Paul visited Miletus for a day or two as he waited for his messengers to return with the Ephesian elders (Acts 20:15). When they arrived, he gave them a message of warning, his only recorded sermon given exclusively to believers (vv. 18-38). Apparently after his release from imprisonment in Rome, Paul visited Miletus, as he notes leaving Trophimus in the city (2 Tim 4:20). The photograph at left depicts the agora of Miletus.

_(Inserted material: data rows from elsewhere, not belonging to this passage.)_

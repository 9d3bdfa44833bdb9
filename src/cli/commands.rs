//! Command execution: build the plan, connect, run, print the report.

use std::str::FromStr;
use std::sync::Arc;

use alloy::primitives::{Address, U256};

use crate::artifacts::{ArtifactDirectory, ArtifactSource};
use crate::blockchain::{AccountBook, BlockchainClient, Keyring};
use crate::cli::{CliError, Commands};
use crate::config::{Credentials, DeployerConfig};
use crate::orchestrator::{load_plan, DeploymentPlan, Environment, Orchestrator, OrchestratorError};
use crate::workflows::{ballot, token, Contracts};

/// Run one command to completion.
pub async fn execute(command: Commands, config: &DeployerConfig) -> Result<(), CliError> {
    let artifacts: Arc<dyn ArtifactSource> = Arc::new(ArtifactDirectory::new(&config.artifacts.dir));
    let check_only = matches!(command, Commands::Check { .. });
    let plan = build_plan(command, &Contracts::from(&config.artifacts), config)?;

    if check_only {
        plan.validate(artifacts.as_ref(), &configured_accounts(config), &Environment::new())
            .map_err(OrchestratorError::InvalidPlan)?;
        println!("plan OK: {} step(s)", plan.len());
        return Ok(());
    }

    let credentials = Credentials::from_env(config)?;
    let keyring = Keyring::from_keys(&credentials.accounts, config.network.chain_id)?;
    let client = BlockchainClient::new(
        config.network.clone(),
        &credentials.rpc_url,
        keyring.ethereum_wallet(),
    )
    .await?;
    if !client.is_healthy().await {
        tracing::warn!("RPC endpoint is not answering; continuing anyway");
    }
    tracing::info!(
        sender = %keyring.default_wallet().address(),
        accounts = keyring.wallets().len(),
        "Signers loaded"
    );

    let mut orchestrator = Orchestrator::new(client, artifacts, keyring.address_book());
    match orchestrator.run(&plan).await {
        Ok(report) => {
            print!("{}", report);
            Ok(())
        }
        Err(failure) => {
            eprint!("{}", failure.report);
            Err(failure.into())
        }
    }
}

fn build_plan(
    command: Commands,
    contracts: &Contracts,
    config: &DeployerConfig,
) -> Result<DeploymentPlan, CliError> {
    let plan = match command {
        Commands::Deploy { proposals } => ballot::deploy_plan(contracts, &proposals)?,
        Commands::Demo {
            proposals,
            voters,
            amount,
        } => {
            let amount = U256::from_str(&amount)
                .map_err(|e| CliError::Usage(format!("amount '{}': {}", amount, e)))?;
            ballot::demo_plan(contracts, &proposals, &voters, amount)?
        }
        Commands::Mint { token, to, amount } => token::mint_plan(contracts, token, to, &amount),
        Commands::Transfer {
            token,
            to,
            amount,
            from,
        } => token::transfer_plan(contracts, token, to, &amount, from.as_deref()),
        Commands::Delegate { token, to, from } => {
            let signer = from.unwrap_or_else(|| config.accounts.deployer_name.clone());
            token::delegate_plan(contracts, token, to, &signer)
        }
        Commands::Vote {
            ballot,
            proposal,
            amount,
            from,
        } => ballot::vote_plan(contracts, ballot, proposal, &amount, from.as_deref()),
        Commands::Results { ballot, proposals } => ballot::results_plan(contracts, ballot, proposals),
        Commands::Run { plan } | Commands::Check { plan } => load_plan(&plan)?,
    };
    Ok(plan)
}

/// Account names from the config with placeholder addresses; enough to
/// validate a plan without any keys.
fn configured_accounts(config: &DeployerConfig) -> AccountBook {
    config
        .accounts
        .extra
        .keys()
        .fold(
            AccountBook::new(&config.accounts.deployer_name, Address::ZERO),
            |book, name| book.with(name, Address::ZERO),
        )
}
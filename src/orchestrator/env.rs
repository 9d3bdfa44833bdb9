//! Bindings produced by completed steps.

use std::sync::Arc;

use alloy::dyn_abi::{DynSolType, DynSolValue};
use alloy::primitives::{Address, U256};

use crate::artifacts::Artifact;
use crate::blockchain::wallet::AccountBook;
use crate::orchestrator::encoding::{coerce_literal, conform};
use crate::orchestrator::error::OrchestratorError;
use crate::orchestrator::plan::{Arg, Reference};

/// What a completed step left behind.
#[derive(Debug, Clone)]
pub enum Binding {
    Contract {
        address: Address,
        artifact: Arc<Artifact>,
    },
    Block(u64),
    /// Output of a read; multiple return values are kept as a tuple.
    Output(DynSolValue),
}

impl Binding {
    /// The value a `$name` reference substitutes.
    pub fn value(&self) -> DynSolValue {
        match self {
            Binding::Contract { address, .. } => DynSolValue::Address(*address),
            Binding::Block(number) => DynSolValue::Uint(U256::from(*number), 256),
            Binding::Output(value) => value.clone(),
        }
    }
}

/// Append-only name → binding map, in the order names were bound.
#[derive(Debug, Clone, Default)]
pub struct Environment {
    entries: Vec<(String, Binding)>,
}

impl Environment {
    pub fn new() -> Self {
        Self::default()
    }

    /// Add a binding. Rebinding a name is refused.
    pub fn bind(&mut self, name: &str, binding: Binding) -> Result<(), OrchestratorError> {
        if self.get(name).is_some() {
            return Err(OrchestratorError::Configuration(format!(
                "'{}' is already bound",
                name
            )));
        }
        self.entries.push((name.to_string(), binding));
        Ok(())
    }

    pub fn get(&self, name: &str) -> Option<&Binding> {
        self.entries
            .iter()
            .find(|(bound, _)| bound == name)
            .map(|(_, binding)| binding)
    }

    pub fn iter(&self) -> impl Iterator<Item = (&str, &Binding)> {
        self.entries.iter().map(|(name, binding)| (name.as_str(), binding))
    }

    pub fn len(&self) -> usize {
        self.entries.len()
    }

    pub fn is_empty(&self) -> bool {
        self.entries.is_empty()
    }

    /// Look up a contract binding.
    pub fn contract(&self, name: &str) -> Result<(Address, Arc<Artifact>), OrchestratorError> {
        match self.get(name) {
            Some(Binding::Contract { address, artifact }) => Ok((*address, artifact.clone())),
            Some(_) => Err(OrchestratorError::Configuration(format!(
                "'{}' is not a contract",
                name
            ))),
            None => Err(OrchestratorError::UnresolvedReference(Reference::Step(
                name.to_string(),
            ))),
        }
    }

    /// Substitute a reference with its bound value.
    pub fn resolve(
        &self,
        reference: &Reference,
        accounts: &AccountBook,
    ) -> Result<DynSolValue, OrchestratorError> {
        let found = match reference {
            Reference::Step(name) => self.get(name).map(Binding::value),
            Reference::Account(name) => accounts.get(name).map(DynSolValue::Address),
        };
        found.ok_or_else(|| OrchestratorError::UnresolvedReference(reference.clone()))
    }

    /// Turn a plan argument into a value of the parameter type `ty`.
    pub fn resolve_arg(
        &self,
        arg: &Arg,
        ty: &DynSolType,
        accounts: &AccountBook,
    ) -> Result<DynSolValue, OrchestratorError> {
        let abi_error = |detail: String| OrchestratorError::Abi(detail);
        match arg {
            Arg::Value(value) => conform(value.clone(), ty).map_err(abi_error),
            Arg::Literal(text) => coerce_literal(text, ty).map_err(|e| {
                abi_error(format!("cannot use '{}' as {}: {}", text, ty.sol_type_name(), e))
            }),
            Arg::Ref(reference) => {
                let value = self.resolve(reference, accounts)?;
                conform(value, ty)
                    .map_err(|e| abi_error(format!("{} as {}: {}", reference, ty.sol_type_name(), e)))
            }
            Arg::List(items) => match ty {
                DynSolType::Array(inner) => items
                    .iter()
                    .map(|item| self.resolve_arg(item, inner, accounts))
                    .collect::<Result<Vec<_>, _>>()
                    .map(DynSolValue::Array),
                DynSolType::FixedArray(inner, len) if *len == items.len() => items
                    .iter()
                    .map(|item| self.resolve_arg(item, inner, accounts))
                    .collect::<Result<Vec<_>, _>>()
                    .map(DynSolValue::FixedArray),
                other => Err(abi_error(format!(
                    "list of {} item(s) given for {}",
                    items.len(),
                    other.sol_type_name()
                ))),
            },
        }
    }
}
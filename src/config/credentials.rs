//! Secret material resolved at the process edge.
//!
//! Core logic never reads the environment. The binary loads `.env`, then hands
//! `std::env::var` to [`Credentials::from_lookup`] and passes the result down.

use std::fmt;

use crate::config::loader::ConfigError;
use crate::config::schema::{DeployerConfig, API_KEY_PLACEHOLDER};

/// A named private key. Never printed.
#[derive(Clone)]
pub struct AccountKey {
    pub name: String,
    pub private_key: String,
}

impl fmt::Debug for AccountKey {
    fn fmt(&self, f: &mut fmt::Formatter<'_>) -> fmt::Result {
        f.debug_struct("AccountKey")
            .field("name", &self.name)
            .field("private_key", &"<redacted>")
            .finish()
    }
}

/// Resolved RPC endpoint plus every signer key the run may use.
#[derive(Clone)]
pub struct Credentials {
    /// RPC URL with the API key substituted.
    pub rpc_url: String,
    /// First entry is always the deployer.
    pub accounts: Vec<AccountKey>,
}

impl fmt::Debug for Credentials {
    fn fmt(&self, f: &mut fmt::Formatter<'_>) -> fmt::Result {
        let names: Vec<&str> = self.accounts.iter().map(|a| a.name.as_str()).collect();
        // rpc_url may embed the API key
        f.debug_struct("Credentials")
            .field("rpc_url", &"<redacted>")
            .field("accounts", &names)
            .finish()
    }
}

impl Credentials {
    /// Resolve credentials through `lookup` (an environment-like getter).
    pub fn from_lookup<F>(config: &DeployerConfig, lookup: F) -> Result<Self, ConfigError>
    where
        F: Fn(&str) -> Option<String>,
    {
        let network = &config.network;
        let rpc_url = if network.needs_api_key() {
            let key = non_empty(lookup(&network.api_key_env)).ok_or_else(|| {
                ConfigError::Missing(format!(
                    "environment variable {} (RPC API key)",
                    network.api_key_env
                ))
            })?;
            network.rpc_url.replace(API_KEY_PLACEHOLDER, &key)
        } else {
            network.rpc_url.clone()
        };

        let accounts_config = &config.accounts;
        let mut accounts = Vec::with_capacity(1 + accounts_config.extra.len());
        let deployer_key = non_empty(lookup(&accounts_config.deployer_key_env)).ok_or_else(|| {
            ConfigError::Missing(format!(
                "environment variable {} (deployer private key)",
                accounts_config.deployer_key_env
            ))
        })?;
        accounts.push(AccountKey {
            name: accounts_config.deployer_name.clone(),
            private_key: deployer_key,
        });

        for (name, env_var) in &accounts_config.extra {
            let key = non_empty(lookup(env_var)).ok_or_else(|| {
                ConfigError::Missing(format!(
                    "environment variable {} (private key for account '{}')",
                    env_var, name
                ))
            })?;
            accounts.push(AccountKey {
                name: name.clone(),
                private_key: key,
            });
        }

        Ok(Self { rpc_url, accounts })
    }

    /// Resolve credentials from the process environment.
    pub fn from_env(config: &DeployerConfig) -> Result<Self, ConfigError> {
        Self::from_lookup(config, |name| std::env::var(name).ok())
    }
}

fn non_empty(value: Option<String>) -> Option<String> {
    value.map(|v| v.trim().to_string()).filter(|v| !v.is_empty())
}
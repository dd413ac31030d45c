//! Server-side functions callable from constraint expressions.
//!
//! A registry is built once at startup and shared read-only by every
//! evaluator. Lookups are by exact name; the first registration wins.

use std::fmt;

use dapstream_foundation::{Error, RelOp, Result, Value};
use dapstream_language::Operand as ArgExpr;
use dapstream_model::{Body, Dataset, Variable};

/// A boolean function usable as a selection clause.
pub type PredicateFn = fn(&[&Variable], &Dataset) -> Result<bool>;

/// A value-producing function. `Ok(None)` means the function declined.
pub type ValueFn = fn(&[&Variable], &Dataset) -> Result<Option<Variable>>;

/// A projection function, run against the dataset when a constraint is bound.
pub type ProjectionFn = fn(&[ArgExpr], &mut Dataset) -> Result<()>;

/// A registered function.
#[derive(Clone, Copy)]
pub enum Function {
    /// Usable as a selection clause.
    Predicate(PredicateFn),
    /// Usable as an operand or as a functional expression.
    Value(ValueFn),
    /// Usable in the projection list.
    Projection(ProjectionFn),
}

impl Function {
    /// `"predicate"`, `"value"` or `"projection"`.
    #[must_use]
    pub const fn role(&self) -> &'static str {
        match self {
            Self::Predicate(_) => "predicate",
            Self::Value(_) => "value",
            Self::Projection(_) => "projection",
        }
    }
}

impl fmt::Debug for Function {
    fn fmt(&self, f: &mut fmt::Formatter<'_>) -> fmt::Result {
        write!(f, "Function({})", self.role())
    }
}

/// Name to function catalog.
#[derive(Clone, Debug, Default)]
pub struct FunctionRegistry {
    entries: Vec<(String, Function)>,
}

impl FunctionRegistry {
    /// Creates an empty registry.
    #[must_use]
    pub fn new() -> Self {
        Self::default()
    }

    /// Creates a registry holding the built-in functions.
    #[must_use]
    pub fn with_builtins() -> Self {
        let mut registry = Self::new();
        registry.register("match", Function::Predicate(builtin_match));
        registry.register("length", Function::Value(builtin_length));
        registry.register("version", Function::Value(builtin_version));
        registry.register("select", Function::Projection(builtin_select));
        registry
    }

    /// Adds a function. An earlier registration under the same name shadows it.
    pub fn register(&mut self, name: impl Into<String>, function: Function) {
        self.entries.push((name.into(), function));
    }

    /// Finds a function by exact name.
    #[must_use]
    pub fn lookup(&self, name: &str) -> Option<Function> {
        self.entries
            .iter()
            .find(|(n, _)| n == name)
            .map(|(_, f)| *f)
    }

    /// Registered names in registration order.
    pub fn names(&self) -> impl Iterator<Item = &str> {
        self.entries.iter().map(|(n, _)| n.as_str())
    }
}

fn expect_args(name: &str, args: &[&Variable], count: usize) -> Result<()> {
    if args.len() == count {
        Ok(())
    } else {
        Err(Error::internal(format!(
            "{name}() takes {count} argument(s), got {}",
            args.len()
        )))
    }
}

/// `match(var, pattern)`: regular-expression match on a text variable.
fn builtin_match(args: &[&Variable], _dataset: &Dataset) -> Result<bool> {
    expect_args("match", args, 2)?;
    args[0].compare(args[1], RelOp::Regexp)
}

/// `length(var)`: constrained length of an array or a counted table.
fn builtin_length(args: &[&Variable], _dataset: &Dataset) -> Result<Option<Variable>> {
    expect_args("length", args, 1)?;
    let length = match args[0].body() {
        Body::Array(array) => array.length(),
        Body::Table(table) => table.length(),
        Body::Scalar(_) | Body::Record(_) => None,
    };
    Ok(length
        .and_then(|n| i32::try_from(n).ok())
        .map(|n| Variable::with_value("length", Value::Int32(n))))
}

/// `version()`: the engine version.
fn builtin_version(args: &[&Variable], _dataset: &Dataset) -> Result<Option<Variable>> {
    expect_args("version", args, 0)?;
    Ok(Some(Variable::with_value(
        "version",
        Value::Str(env!("CARGO_PKG_VERSION").to_string()),
    )))
}

/// `select(path, ...)`: marks each path for transmission.
fn builtin_select(args: &[ArgExpr], dataset: &mut Dataset) -> Result<()> {
    for arg in args {
        match arg {
            ArgExpr::Path(path, _) => dataset.mark(path, true)?,
            other => {
                return Err(Error::internal(format!(
                    "select() takes variable names, got {other:?}"
                )));
            }
        }
    }
    Ok(())
}
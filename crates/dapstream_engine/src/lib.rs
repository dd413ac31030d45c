//! Constraint evaluation for dapstream.
//!
//! This crate provides:
//! - [`Evaluator`] - Binds constraint text to a dataset and evaluates its clauses
//! - [`FunctionRegistry`] - Named predicate, value and projection functions
//! - [`project`] - Marks a path and narrows its array dimensions
//!
//! An [`Evaluator`] is also the [`dapstream_model::Selection`] the
//! serializer consults for every streamed table row.

#![warn(missing_docs)]
#![warn(clippy::all)]
#![warn(clippy::pedantic)]

pub mod clause;
pub mod evaluator;
pub mod functions;
pub mod projection;

pub use clause::{Clause, ConstantId, Operand};
pub use evaluator::Evaluator;
pub use functions::{Function, FunctionRegistry, PredicateFn, ProjectionFn, ValueFn};
pub use projection::project;
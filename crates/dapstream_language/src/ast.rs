//! Parsed constraint expressions.
//!
//! The parser only checks shape. Whether paths and functions exist is
//! decided when the expression is bound to a dataset.

use dapstream_foundation::RelOp;

use crate::span::Span;

/// A whole constraint: what to send and which rows to keep.
#[derive(Clone, Debug, Default, PartialEq)]
pub struct Constraint {
    /// Comma-separated items before the first `&`. Empty means everything.
    pub projection: Vec<ProjectionItem>,
    /// `&`-separated predicates, all of which must hold.
    pub selection: Vec<SelectionItem>,
}

impl Constraint {
    /// True for the empty expression.
    #[must_use]
    pub fn is_empty(&self) -> bool {
        self.projection.is_empty() && self.selection.is_empty()
    }
}

/// One projected variable or projection-function call.
#[derive(Clone, Debug, PartialEq)]
pub enum ProjectionItem {
    /// A variable path with optional per-dimension slices.
    Path {
        /// Unescaped dotted path.
        path: String,
        /// One slice per leading dimension.
        slices: Vec<Slice>,
        /// Where the item was written.
        span: Span,
    },
    /// A function call.
    Call(Call),
}

/// `[start:stride:stop]` over one dimension, `stop` inclusive.
#[derive(Clone, Copy, Debug, PartialEq, Eq)]
pub struct Slice {
    /// First index.
    pub start: usize,
    /// Step.
    pub stride: usize,
    /// Last index.
    pub stop: usize,
}

impl Slice {
    /// A single index.
    #[must_use]
    pub const fn index(i: usize) -> Self {
        Self {
            start: i,
            stride: 1,
            stop: i,
        }
    }
}

/// One selection predicate.
#[derive(Clone, Debug, PartialEq)]
pub enum SelectionItem {
    /// `lhs op rhs` or `lhs op {rhs, rhs, ...}`; any right-hand match suffices.
    Relation {
        /// Operator.
        op: RelOp,
        /// Left operand.
        lhs: Operand,
        /// Right operands, combined with OR.
        rhs: Vec<Operand>,
        /// Where the predicate was written.
        span: Span,
    },
    /// A boolean function call.
    Call(Call),
}

/// `name(arg, ...)`.
#[derive(Clone, Debug, PartialEq)]
pub struct Call {
    /// Function name.
    pub name: String,
    /// Arguments in order.
    pub args: Vec<Operand>,
    /// Where the call was written.
    pub span: Span,
}

/// A value-producing operand.
#[derive(Clone, Debug, PartialEq)]
pub enum Operand {
    /// A variable path, unescaped.
    Path(String, Span),
    /// An integer literal.
    Integer(i128, Span),
    /// A decimal literal.
    Float(f64, Span),
    /// A quoted string.
    Str(String, Span),
    /// A nested function call.
    Call(Call),
}

impl Operand {
    /// Where the operand was written.
    #[must_use]
    pub const fn span(&self) -> Span {
        match self {
            Self::Path(_, span) | Self::Integer(_, span) | Self::Float(_, span) | Self::Str(_, span) => {
                *span
            }
            Self::Call(call) => call.span,
        }
    }
}
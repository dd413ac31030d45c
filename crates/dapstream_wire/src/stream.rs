//! Marshaller implementations over `std::io`.

use std::io::{self, Read, Write};

use dapstream_foundation::{Error, ErrorKind, Result};
use tracing::trace;

use crate::marshal::{Marshaller, UnMarshaller};

/// Default upper bound for a decoded string length prefix (16 MiB).
pub const DEFAULT_MAX_STRING_LEN: u32 = 16 * 1024 * 1024;

/// Encodes primitives into any [`Write`] sink.
///
/// An optional byte budget turns oversized responses into
/// [`ErrorKind::ResponseTooBig`] before the offending bytes are written.
#[derive(Debug)]
pub struct StreamMarshaller<W: Write> {
    sink: W,
    written: u64,
    limit: Option<u64>,
}

impl<W: Write> StreamMarshaller<W> {
    /// Creates a marshaller with no byte budget.
    #[must_use]
    pub fn new(sink: W) -> Self {
        Self {
            sink,
            written: 0,
            limit: None,
        }
    }

    /// Sets the byte budget.
    #[must_use]
    pub fn with_limit(mut self, limit: Option<u64>) -> Self {
        self.limit = limit;
        self
    }

    /// Flushes the underlying sink.
    ///
    /// # Errors
    /// Returns an I/O error if the sink fails to flush.
    pub fn flush(&mut self) -> Result<()> {
        self.sink.flush().map_err(Error::from)
    }

    /// Returns the underlying sink.
    pub fn into_inner(self) -> W {
        self.sink
    }

    /// Returns a reference to the underlying sink.
    pub fn get_ref(&self) -> &W {
        &self.sink
    }

    fn write_bytes(&mut self, bytes: &[u8]) -> Result<()> {
        let len = bytes.len() as u64;
        if let Some(limit) = self.limit {
            if self.written + len > limit {
                return Err(Error::new(ErrorKind::ResponseTooBig { limit }));
            }
        }
        self.sink.write_all(bytes)?;
        self.written += len;
        Ok(())
    }

    fn write_fixed<const LEN: usize>(&mut self, bytes: [u8; LEN]) -> Result<()> {
        self.write_bytes(&bytes)
    }
}

impl<W: Write> Marshaller for StreamMarshaller<W> {
    fn put_byte(&mut self, value: u8) -> Result<()> {
        self.write_fixed([value])
    }

    fn put_int16(&mut self, value: i16) -> Result<()> {
        self.write_fixed(value.to_be_bytes())
    }

    fn put_uint16(&mut self, value: u16) -> Result<()> {
        self.write_fixed(value.to_be_bytes())
    }

    fn put_int32(&mut self, value: i32) -> Result<()> {
        self.write_fixed(value.to_be_bytes())
    }

    fn put_uint32(&mut self, value: u32) -> Result<()> {
        self.write_fixed(value.to_be_bytes())
    }

    fn put_int64(&mut self, value: i64) -> Result<()> {
        self.write_fixed(value.to_be_bytes())
    }

    fn put_uint64(&mut self, value: u64) -> Result<()> {
        self.write_fixed(value.to_be_bytes())
    }

    fn put_float32(&mut self, value: f32) -> Result<()> {
        self.write_fixed(value.to_bits().to_be_bytes())
    }

    fn put_float64(&mut self, value: f64) -> Result<()> {
        self.write_fixed(value.to_bits().to_be_bytes())
    }

    fn put_str(&mut self, value: &str) -> Result<()> {
        self.put_length(value.len())?;
        self.write_bytes(value.as_bytes())
    }

    fn bytes_written(&self) -> u64 {
        self.written
    }
}

/// Decodes primitives from any [`Read`] source.
#[derive(Debug)]
pub struct StreamUnMarshaller<R: Read> {
    source: R,
    consumed: u64,
    max_string_len: u32,
}

impl<R: Read> StreamUnMarshaller<R> {
    /// Creates an unmarshaller with the default string length guard.
    #[must_use]
    pub fn new(source: R) -> Self {
        Self {
            source,
            consumed: 0,
            max_string_len: DEFAULT_MAX_STRING_LEN,
        }
    }

    /// Sets the largest string length prefix accepted.
    #[must_use]
    pub fn with_max_string_len(mut self, max: u32) -> Self {
        self.max_string_len = max;
        self
    }

    /// Returns the underlying source.
    pub fn into_inner(self) -> R {
        self.source
    }

    fn read_fixed<const LEN: usize>(&mut self) -> Result<[u8; LEN]> {
        let mut buf = [0u8; LEN];
        self.read_into(&mut buf)?;
        Ok(buf)
    }

    fn read_into(&mut self, buf: &mut [u8]) -> Result<()> {
        match self.source.read_exact(buf) {
            Ok(()) => {
                self.consumed += buf.len() as u64;
                Ok(())
            }
            Err(e) if e.kind() == io::ErrorKind::UnexpectedEof => {
                trace!(offset = self.consumed, wanted = buf.len(), "stream ended early");
                Err(Error::new(ErrorKind::Io(format!(
                    "unexpected end of stream at byte {}",
                    self.consumed
                ))))
            }
            Err(e) => Err(e.into()),
        }
    }
}

impl<R: Read> UnMarshaller for StreamUnMarshaller<R> {
    fn get_byte(&mut self) -> Result<u8> {
        let [b] = self.read_fixed::<1>()?;
        Ok(b)
    }

    fn get_int16(&mut self) -> Result<i16> {
        Ok(i16::from_be_bytes(self.read_fixed()?))
    }

    fn get_uint16(&mut self) -> Result<u16> {
        Ok(u16::from_be_bytes(self.read_fixed()?))
    }

    fn get_int32(&mut self) -> Result<i32> {
        Ok(i32::from_be_bytes(self.read_fixed()?))
    }

    fn get_uint32(&mut self) -> Result<u32> {
        Ok(u32::from_be_bytes(self.read_fixed()?))
    }

    fn get_int64(&mut self) -> Result<i64> {
        Ok(i64::from_be_bytes(self.read_fixed()?))
    }

    fn get_uint64(&mut self) -> Result<u64> {
        Ok(u64::from_be_bytes(self.read_fixed()?))
    }

    fn get_float32(&mut self) -> Result<f32> {
        Ok(f32::from_bits(u32::from_be_bytes(self.read_fixed()?)))
    }

    fn get_float64(&mut self) -> Result<f64> {
        Ok(f64::from_bits(u64::from_be_bytes(self.read_fixed()?)))
    }

    fn get_str(&mut self) -> Result<String> {
        let len = self.get_uint32()?;
        if len > self.max_string_len {
            return Err(Error::framing(format!(
                "string length {len} exceeds limit {}",
                self.max_string_len
            )));
        }
        let mut buf = vec![0u8; len as usize];
        self.read_into(&mut buf)?;
        String::from_utf8(buf).map_err(|e| Error::framing(format!("invalid UTF-8 in string: {e}")))
    }

    fn bytes_read(&self) -> u64 {
        self.consumed
    }
}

Archaeological work has been done mostly by German teams. In 1899, excavations began by the Berlin Museum. Professor Wiener of the German Institute of Archaeology is supervising the most recent excavation and restoration work. Like all Roman bathhouses, this bathhouse had an apodyterium (dressing room), a frigidarium (cold room), a tepidarium (warm room), and a caldarium (hot/steam room). Here there was also a broiler room and exercise area; statues of Greek gods were located in the halls.
Bay of Lions Monument
Miletus was located on a small peninsula that jutted from the south into the bay of the Meander River. The ancient bay made an obstacle for direct land travel from Miletus to Ephesus. Today, Miletus is 5-6 miles (9-10 km) away from the Aegean Coast because silt has filled the bay. Direct travel between Miletus and Ephesus is now possible on dry land. The southeastern extremity of the ancient bay is now a lake (Bafa Golu).
The theater of Miletus was built in the 4th century B.C. after Alexander the Great defeated the Persians who controlled the city. In its first phase in the Hellenistic period, the theater could seat 5,300. After being enlarged in the Roman period, it held 25,000. Byzantine construction over the proscenium destroyed remains of the stage building.
The theater benches are decorated with animal legs and paws along the aisles. Nearby one of the seats has a Greek inscription which reads "to the Jews." Other evidences attest to the presence of a Jewish population in Miletus in the first century.